- _Exercise brief_:
Among the entries below, find the lines holding "NotFound" and copy them.

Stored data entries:

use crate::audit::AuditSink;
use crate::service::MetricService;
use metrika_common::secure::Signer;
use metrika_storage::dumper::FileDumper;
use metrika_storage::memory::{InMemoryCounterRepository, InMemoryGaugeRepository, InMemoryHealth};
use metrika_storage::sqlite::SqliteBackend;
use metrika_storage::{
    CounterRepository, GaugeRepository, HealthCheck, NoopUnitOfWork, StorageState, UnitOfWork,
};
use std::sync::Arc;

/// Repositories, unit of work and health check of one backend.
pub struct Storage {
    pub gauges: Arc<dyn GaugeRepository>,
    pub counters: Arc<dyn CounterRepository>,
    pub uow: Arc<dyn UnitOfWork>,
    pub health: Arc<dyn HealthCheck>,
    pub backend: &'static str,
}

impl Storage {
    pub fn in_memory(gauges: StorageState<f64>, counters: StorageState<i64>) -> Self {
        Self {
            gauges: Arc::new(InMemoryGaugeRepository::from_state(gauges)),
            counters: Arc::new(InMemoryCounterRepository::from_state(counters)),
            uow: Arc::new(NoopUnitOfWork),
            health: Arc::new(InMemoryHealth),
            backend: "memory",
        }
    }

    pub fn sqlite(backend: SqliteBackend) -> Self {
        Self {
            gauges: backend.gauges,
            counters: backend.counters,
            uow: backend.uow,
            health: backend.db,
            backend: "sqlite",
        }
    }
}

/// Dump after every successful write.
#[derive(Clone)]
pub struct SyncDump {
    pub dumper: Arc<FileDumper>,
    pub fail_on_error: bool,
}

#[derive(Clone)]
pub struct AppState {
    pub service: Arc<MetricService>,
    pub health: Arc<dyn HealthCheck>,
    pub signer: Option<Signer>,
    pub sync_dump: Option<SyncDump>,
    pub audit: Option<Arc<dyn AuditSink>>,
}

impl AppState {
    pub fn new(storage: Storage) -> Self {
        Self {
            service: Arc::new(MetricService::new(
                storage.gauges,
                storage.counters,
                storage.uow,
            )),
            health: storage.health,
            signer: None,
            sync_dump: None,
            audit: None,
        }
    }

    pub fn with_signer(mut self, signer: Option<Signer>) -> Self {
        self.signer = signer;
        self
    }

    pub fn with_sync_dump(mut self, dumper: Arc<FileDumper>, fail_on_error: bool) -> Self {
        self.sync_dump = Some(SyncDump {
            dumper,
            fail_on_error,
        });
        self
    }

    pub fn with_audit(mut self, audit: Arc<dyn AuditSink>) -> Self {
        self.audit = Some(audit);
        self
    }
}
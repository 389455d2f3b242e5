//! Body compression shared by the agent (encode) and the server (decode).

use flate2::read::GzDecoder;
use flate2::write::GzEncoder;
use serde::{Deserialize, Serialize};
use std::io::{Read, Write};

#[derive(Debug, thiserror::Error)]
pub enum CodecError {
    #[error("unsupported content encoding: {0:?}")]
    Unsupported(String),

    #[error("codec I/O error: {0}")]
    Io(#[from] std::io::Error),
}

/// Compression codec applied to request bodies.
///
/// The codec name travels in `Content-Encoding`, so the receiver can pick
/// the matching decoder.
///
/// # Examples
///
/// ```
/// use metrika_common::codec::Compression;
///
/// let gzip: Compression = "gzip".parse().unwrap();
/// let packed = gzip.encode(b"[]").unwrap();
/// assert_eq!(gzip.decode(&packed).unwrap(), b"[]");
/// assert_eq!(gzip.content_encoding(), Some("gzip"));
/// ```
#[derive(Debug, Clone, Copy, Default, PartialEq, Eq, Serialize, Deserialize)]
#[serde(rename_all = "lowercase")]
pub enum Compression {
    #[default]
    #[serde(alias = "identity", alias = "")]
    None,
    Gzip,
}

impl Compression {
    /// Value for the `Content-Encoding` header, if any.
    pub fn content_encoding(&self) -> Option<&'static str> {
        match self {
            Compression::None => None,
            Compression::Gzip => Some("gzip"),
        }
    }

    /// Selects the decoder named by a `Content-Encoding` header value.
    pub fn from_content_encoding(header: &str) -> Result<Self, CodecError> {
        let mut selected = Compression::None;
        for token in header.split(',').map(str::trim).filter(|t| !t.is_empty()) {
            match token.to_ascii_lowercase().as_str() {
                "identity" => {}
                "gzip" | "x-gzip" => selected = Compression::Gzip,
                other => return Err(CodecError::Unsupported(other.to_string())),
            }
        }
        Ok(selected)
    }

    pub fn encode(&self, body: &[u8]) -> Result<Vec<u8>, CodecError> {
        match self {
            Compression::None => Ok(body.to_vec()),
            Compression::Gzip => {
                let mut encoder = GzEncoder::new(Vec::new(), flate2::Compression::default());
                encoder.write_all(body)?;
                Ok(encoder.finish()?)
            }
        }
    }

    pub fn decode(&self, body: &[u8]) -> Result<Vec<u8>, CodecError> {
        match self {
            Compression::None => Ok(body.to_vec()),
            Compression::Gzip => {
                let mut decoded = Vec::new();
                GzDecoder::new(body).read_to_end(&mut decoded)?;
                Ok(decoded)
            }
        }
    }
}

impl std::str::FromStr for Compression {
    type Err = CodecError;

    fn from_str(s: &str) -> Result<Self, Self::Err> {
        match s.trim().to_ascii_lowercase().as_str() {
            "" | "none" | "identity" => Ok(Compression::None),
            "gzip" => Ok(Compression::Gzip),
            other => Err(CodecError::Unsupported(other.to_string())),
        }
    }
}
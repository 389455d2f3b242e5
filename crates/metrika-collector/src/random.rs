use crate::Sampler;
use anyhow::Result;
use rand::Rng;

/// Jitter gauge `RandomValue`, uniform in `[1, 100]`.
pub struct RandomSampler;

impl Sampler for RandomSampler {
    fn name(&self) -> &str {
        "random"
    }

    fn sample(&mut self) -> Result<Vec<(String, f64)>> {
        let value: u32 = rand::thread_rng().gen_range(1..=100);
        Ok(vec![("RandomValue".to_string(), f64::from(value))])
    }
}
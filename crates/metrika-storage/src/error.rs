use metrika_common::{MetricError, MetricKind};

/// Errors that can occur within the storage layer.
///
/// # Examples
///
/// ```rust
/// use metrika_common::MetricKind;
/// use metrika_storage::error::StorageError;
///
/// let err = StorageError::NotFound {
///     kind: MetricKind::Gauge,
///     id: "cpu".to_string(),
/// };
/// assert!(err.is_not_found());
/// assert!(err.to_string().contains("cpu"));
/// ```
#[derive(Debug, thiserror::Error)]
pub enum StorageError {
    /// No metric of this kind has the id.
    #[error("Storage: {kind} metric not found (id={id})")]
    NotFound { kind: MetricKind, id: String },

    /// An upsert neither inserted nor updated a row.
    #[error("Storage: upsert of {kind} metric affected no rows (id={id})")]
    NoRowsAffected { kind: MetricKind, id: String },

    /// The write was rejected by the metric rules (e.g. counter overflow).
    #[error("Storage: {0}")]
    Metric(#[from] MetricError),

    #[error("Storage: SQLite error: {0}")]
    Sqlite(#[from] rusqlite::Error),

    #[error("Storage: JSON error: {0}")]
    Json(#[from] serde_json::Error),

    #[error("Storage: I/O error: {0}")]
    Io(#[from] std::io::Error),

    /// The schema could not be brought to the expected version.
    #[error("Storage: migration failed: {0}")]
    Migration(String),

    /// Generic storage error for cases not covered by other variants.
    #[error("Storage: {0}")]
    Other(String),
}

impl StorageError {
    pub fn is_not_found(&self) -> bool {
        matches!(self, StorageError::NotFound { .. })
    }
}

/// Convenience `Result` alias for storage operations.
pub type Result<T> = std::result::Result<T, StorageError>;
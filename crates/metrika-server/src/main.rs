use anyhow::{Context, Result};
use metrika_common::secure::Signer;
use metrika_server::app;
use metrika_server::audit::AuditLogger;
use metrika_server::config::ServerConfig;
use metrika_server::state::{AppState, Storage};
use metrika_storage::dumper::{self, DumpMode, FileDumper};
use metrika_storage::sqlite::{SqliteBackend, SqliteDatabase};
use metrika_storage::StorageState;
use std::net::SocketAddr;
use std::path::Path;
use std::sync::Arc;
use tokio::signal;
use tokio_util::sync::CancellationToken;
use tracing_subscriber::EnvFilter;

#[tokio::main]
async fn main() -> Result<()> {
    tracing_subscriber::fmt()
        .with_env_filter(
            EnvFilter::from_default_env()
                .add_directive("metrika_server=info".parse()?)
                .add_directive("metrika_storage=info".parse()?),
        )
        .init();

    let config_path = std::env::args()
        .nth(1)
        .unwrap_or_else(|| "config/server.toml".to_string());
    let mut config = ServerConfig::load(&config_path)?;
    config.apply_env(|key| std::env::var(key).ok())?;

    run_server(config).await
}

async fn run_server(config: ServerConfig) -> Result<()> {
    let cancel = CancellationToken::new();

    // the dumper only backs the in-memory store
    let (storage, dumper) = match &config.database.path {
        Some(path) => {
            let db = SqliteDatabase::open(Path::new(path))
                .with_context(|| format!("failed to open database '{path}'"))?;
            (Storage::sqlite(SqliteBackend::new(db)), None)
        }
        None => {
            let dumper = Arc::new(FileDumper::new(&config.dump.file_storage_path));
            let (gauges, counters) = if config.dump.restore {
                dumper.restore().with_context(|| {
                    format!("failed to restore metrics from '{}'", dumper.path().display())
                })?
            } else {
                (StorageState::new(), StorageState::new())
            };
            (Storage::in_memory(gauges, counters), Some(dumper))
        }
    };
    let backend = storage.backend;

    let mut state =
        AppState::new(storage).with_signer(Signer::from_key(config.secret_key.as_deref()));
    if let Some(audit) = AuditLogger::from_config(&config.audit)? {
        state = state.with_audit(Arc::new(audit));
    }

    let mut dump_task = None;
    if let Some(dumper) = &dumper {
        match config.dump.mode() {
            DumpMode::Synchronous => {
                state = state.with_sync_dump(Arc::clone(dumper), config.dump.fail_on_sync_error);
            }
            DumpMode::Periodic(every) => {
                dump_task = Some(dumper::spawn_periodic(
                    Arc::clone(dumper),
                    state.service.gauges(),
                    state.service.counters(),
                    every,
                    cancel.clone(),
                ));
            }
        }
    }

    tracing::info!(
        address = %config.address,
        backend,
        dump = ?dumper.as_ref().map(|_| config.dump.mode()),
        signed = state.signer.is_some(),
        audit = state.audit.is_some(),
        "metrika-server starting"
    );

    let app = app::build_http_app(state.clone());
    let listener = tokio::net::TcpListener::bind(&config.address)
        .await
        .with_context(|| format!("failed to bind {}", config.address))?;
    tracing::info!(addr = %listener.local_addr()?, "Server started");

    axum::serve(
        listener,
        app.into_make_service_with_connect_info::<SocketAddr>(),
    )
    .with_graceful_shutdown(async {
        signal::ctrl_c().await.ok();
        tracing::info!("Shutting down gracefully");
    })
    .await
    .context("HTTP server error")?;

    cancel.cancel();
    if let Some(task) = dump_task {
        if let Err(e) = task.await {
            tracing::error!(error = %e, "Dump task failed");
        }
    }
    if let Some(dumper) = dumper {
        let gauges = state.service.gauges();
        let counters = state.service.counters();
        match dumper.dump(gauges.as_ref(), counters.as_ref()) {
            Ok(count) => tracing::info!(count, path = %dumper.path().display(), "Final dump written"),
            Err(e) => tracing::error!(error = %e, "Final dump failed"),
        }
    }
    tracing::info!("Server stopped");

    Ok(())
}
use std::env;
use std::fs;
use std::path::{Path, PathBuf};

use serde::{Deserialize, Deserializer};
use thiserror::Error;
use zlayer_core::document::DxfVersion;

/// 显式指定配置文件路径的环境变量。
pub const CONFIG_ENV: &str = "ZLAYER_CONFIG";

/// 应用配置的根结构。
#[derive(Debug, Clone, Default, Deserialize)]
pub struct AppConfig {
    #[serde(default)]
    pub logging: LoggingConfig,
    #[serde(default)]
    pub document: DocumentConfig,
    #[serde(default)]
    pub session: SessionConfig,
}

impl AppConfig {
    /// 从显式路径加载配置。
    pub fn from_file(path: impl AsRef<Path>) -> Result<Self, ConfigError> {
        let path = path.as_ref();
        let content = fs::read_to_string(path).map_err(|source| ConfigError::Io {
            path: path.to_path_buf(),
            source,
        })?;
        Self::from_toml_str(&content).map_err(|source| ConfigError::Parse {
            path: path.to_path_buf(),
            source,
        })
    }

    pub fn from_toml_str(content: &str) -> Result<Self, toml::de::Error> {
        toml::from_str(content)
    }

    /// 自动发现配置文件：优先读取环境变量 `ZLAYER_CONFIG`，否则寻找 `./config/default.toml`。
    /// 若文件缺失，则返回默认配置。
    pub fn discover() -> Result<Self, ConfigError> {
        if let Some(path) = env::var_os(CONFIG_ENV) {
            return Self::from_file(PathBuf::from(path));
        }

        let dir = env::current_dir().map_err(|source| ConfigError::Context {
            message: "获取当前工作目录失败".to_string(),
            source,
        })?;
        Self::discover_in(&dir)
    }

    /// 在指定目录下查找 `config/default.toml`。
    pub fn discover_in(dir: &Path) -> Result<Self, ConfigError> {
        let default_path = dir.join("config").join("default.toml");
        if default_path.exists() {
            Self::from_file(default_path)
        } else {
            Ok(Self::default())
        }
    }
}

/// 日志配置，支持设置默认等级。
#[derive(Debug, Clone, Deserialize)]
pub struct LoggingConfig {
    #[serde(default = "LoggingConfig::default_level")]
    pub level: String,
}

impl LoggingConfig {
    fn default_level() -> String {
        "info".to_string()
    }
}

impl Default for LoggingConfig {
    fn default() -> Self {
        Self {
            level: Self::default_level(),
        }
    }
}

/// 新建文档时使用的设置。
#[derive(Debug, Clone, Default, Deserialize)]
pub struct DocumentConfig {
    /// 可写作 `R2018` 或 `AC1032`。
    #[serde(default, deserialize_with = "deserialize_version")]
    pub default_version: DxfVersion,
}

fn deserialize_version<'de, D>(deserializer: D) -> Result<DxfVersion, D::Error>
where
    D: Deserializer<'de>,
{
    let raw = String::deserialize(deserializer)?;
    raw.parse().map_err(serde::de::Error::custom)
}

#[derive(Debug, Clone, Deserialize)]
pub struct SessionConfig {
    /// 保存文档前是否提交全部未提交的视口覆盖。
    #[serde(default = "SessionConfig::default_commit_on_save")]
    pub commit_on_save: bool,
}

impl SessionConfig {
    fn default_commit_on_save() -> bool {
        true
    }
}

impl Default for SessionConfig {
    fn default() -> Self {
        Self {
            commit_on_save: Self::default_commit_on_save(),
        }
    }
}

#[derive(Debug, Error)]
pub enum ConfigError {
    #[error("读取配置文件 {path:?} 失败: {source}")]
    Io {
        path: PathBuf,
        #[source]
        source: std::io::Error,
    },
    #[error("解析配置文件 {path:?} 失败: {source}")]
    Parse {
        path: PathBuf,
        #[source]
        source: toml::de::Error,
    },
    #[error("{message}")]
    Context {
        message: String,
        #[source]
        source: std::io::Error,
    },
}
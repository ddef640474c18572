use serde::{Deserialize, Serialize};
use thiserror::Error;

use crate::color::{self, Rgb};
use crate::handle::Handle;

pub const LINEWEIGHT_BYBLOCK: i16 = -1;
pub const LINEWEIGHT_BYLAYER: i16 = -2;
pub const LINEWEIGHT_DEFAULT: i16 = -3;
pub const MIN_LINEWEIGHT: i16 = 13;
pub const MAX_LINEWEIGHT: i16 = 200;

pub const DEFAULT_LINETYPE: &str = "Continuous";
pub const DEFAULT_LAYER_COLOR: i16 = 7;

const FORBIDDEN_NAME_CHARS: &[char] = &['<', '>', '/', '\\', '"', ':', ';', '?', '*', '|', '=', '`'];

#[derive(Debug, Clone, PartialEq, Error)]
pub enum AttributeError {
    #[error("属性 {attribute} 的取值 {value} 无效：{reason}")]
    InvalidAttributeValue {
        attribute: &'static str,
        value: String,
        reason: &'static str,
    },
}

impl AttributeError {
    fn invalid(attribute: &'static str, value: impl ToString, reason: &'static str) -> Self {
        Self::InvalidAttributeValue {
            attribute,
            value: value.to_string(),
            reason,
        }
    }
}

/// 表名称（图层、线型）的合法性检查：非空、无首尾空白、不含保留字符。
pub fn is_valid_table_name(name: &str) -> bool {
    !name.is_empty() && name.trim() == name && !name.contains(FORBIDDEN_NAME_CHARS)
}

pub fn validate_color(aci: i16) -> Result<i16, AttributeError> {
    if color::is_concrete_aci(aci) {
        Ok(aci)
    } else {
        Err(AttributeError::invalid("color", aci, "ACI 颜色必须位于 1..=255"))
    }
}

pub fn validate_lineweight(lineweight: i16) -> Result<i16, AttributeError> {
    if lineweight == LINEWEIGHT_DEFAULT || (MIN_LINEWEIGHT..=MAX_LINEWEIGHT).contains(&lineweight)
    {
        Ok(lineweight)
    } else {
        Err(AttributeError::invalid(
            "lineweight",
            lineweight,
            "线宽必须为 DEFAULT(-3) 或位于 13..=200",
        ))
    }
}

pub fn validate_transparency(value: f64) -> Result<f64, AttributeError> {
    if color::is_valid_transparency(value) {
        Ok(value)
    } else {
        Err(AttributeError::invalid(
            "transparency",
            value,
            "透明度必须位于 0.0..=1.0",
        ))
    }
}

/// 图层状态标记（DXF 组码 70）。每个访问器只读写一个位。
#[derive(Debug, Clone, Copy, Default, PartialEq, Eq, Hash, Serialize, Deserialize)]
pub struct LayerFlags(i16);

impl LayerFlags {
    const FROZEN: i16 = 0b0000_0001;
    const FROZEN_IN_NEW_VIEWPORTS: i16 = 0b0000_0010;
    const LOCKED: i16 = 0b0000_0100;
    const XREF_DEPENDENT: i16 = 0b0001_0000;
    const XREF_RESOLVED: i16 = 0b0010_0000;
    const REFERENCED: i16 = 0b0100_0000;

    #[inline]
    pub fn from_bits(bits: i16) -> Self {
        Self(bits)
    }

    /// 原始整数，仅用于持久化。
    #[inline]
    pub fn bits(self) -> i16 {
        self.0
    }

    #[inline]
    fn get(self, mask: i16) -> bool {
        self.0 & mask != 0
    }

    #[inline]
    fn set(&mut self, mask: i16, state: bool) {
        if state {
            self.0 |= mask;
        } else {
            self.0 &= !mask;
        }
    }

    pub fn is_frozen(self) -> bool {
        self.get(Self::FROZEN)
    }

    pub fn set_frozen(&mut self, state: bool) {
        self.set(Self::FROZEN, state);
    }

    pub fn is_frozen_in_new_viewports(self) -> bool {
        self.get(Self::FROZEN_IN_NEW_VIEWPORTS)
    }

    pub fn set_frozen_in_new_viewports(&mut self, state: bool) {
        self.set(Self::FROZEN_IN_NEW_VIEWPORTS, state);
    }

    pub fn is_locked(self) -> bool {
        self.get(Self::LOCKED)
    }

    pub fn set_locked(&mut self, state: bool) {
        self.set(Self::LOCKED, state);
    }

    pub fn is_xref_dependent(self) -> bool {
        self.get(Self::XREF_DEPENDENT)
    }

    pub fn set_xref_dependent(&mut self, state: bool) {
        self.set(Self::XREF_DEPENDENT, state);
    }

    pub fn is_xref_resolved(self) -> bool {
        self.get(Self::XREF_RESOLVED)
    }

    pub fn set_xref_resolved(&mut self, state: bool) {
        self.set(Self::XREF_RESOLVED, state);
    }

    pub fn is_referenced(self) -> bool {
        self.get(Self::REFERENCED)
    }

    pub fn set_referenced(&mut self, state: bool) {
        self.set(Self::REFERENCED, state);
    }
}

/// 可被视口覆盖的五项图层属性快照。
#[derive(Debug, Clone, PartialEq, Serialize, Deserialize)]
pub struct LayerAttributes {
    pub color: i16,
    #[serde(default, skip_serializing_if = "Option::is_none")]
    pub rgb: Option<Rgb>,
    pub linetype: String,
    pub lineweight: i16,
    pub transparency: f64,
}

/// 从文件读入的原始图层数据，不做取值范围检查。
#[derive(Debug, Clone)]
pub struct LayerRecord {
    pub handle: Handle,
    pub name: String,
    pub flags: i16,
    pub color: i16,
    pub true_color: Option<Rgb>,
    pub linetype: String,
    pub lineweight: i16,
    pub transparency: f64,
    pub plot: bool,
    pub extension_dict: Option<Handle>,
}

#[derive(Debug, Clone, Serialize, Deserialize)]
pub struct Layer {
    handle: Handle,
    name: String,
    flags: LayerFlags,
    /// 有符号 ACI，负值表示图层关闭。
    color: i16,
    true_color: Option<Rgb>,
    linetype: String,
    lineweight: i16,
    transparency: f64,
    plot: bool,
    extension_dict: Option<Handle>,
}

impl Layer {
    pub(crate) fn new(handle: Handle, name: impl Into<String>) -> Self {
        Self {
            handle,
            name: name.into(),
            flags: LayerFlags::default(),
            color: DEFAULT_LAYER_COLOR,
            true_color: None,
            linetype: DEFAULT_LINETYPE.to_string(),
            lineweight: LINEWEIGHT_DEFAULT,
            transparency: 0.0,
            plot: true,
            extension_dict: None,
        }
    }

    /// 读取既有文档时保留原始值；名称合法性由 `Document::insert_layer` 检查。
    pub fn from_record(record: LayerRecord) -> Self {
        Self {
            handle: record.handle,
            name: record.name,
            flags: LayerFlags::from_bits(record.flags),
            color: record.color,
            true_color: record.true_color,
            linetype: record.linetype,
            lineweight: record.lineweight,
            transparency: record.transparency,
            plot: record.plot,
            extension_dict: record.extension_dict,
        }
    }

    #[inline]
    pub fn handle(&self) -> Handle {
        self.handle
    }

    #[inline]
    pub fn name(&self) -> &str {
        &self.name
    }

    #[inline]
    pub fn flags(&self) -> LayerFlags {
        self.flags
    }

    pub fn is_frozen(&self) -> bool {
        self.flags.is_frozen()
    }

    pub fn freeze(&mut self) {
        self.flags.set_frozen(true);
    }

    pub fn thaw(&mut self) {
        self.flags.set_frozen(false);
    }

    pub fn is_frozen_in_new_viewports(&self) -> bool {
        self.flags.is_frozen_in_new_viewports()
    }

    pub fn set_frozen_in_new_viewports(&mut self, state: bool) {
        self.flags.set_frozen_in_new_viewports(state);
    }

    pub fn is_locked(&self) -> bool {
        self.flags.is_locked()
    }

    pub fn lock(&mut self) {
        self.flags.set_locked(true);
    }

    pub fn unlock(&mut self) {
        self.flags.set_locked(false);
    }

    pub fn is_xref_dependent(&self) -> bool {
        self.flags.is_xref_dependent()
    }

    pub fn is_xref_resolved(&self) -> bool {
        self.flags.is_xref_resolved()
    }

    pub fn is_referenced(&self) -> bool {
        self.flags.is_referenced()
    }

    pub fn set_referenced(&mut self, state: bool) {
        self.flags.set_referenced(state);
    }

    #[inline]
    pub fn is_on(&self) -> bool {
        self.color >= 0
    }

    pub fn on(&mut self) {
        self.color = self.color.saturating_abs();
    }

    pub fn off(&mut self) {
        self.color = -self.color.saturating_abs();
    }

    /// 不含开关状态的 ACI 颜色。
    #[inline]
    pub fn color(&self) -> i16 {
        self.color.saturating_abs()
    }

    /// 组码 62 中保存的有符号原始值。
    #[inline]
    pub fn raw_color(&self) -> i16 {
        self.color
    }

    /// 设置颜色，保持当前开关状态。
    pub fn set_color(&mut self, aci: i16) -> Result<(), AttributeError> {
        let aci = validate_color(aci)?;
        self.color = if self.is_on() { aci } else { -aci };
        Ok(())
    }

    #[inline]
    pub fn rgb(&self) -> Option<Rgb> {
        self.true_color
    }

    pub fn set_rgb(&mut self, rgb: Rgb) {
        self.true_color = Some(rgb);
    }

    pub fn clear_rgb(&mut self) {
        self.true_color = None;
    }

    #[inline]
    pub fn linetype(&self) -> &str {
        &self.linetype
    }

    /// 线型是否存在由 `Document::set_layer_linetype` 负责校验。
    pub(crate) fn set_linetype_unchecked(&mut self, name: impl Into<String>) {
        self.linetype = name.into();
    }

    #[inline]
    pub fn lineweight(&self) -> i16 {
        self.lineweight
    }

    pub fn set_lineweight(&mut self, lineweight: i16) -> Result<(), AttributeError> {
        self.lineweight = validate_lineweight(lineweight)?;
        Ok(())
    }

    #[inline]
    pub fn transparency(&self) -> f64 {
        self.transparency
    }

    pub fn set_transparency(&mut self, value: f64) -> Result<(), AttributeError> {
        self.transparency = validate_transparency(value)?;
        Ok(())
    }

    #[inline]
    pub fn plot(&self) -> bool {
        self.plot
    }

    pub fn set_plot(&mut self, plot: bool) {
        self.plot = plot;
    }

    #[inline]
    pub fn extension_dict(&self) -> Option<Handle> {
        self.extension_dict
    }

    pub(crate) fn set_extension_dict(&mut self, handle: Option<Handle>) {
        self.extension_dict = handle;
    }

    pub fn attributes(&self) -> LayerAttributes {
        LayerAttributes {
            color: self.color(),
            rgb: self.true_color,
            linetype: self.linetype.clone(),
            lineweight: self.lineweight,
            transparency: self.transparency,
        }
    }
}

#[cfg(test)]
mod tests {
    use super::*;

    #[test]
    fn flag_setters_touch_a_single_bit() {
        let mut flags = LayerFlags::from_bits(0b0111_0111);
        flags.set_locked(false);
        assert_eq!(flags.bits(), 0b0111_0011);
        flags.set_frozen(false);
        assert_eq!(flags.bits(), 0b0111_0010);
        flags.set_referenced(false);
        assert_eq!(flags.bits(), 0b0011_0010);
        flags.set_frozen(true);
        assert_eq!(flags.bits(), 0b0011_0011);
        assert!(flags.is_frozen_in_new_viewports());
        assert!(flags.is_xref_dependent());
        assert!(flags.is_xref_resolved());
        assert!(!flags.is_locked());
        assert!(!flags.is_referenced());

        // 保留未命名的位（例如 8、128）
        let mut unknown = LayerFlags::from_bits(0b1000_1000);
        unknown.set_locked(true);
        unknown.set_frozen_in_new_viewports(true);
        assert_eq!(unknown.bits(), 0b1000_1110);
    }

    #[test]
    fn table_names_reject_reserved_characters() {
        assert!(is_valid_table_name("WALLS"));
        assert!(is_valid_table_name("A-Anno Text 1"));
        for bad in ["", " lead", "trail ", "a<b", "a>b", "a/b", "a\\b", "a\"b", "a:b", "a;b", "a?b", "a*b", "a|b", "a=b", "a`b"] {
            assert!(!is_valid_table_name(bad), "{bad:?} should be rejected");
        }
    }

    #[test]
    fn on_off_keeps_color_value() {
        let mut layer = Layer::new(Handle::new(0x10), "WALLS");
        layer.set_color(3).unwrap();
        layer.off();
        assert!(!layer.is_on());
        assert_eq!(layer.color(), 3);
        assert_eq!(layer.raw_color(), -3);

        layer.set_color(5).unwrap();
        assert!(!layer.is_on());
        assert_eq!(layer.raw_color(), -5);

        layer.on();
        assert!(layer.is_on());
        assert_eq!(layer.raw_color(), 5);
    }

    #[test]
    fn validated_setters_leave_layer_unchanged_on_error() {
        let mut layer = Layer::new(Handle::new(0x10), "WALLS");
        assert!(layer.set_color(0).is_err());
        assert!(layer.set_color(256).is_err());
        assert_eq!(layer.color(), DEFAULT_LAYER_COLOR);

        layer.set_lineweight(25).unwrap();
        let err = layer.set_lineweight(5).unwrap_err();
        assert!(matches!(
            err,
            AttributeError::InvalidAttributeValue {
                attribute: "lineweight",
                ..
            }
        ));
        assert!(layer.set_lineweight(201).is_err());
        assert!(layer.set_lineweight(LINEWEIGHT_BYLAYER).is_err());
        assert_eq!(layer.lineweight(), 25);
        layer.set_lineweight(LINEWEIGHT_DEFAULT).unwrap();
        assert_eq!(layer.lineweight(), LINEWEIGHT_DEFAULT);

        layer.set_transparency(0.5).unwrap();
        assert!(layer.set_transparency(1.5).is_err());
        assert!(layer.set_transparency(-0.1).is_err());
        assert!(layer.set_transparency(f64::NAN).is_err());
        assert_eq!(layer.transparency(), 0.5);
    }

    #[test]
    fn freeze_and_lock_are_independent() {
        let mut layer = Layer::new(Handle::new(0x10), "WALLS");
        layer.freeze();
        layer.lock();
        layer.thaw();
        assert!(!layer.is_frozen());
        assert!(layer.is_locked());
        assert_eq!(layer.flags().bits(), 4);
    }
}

- _Response box_:
/// let err = StorageError::NotFound {
    NotFound { kind: MetricKind, id: String },
        matches!(self, StorageError::NotFound { .. })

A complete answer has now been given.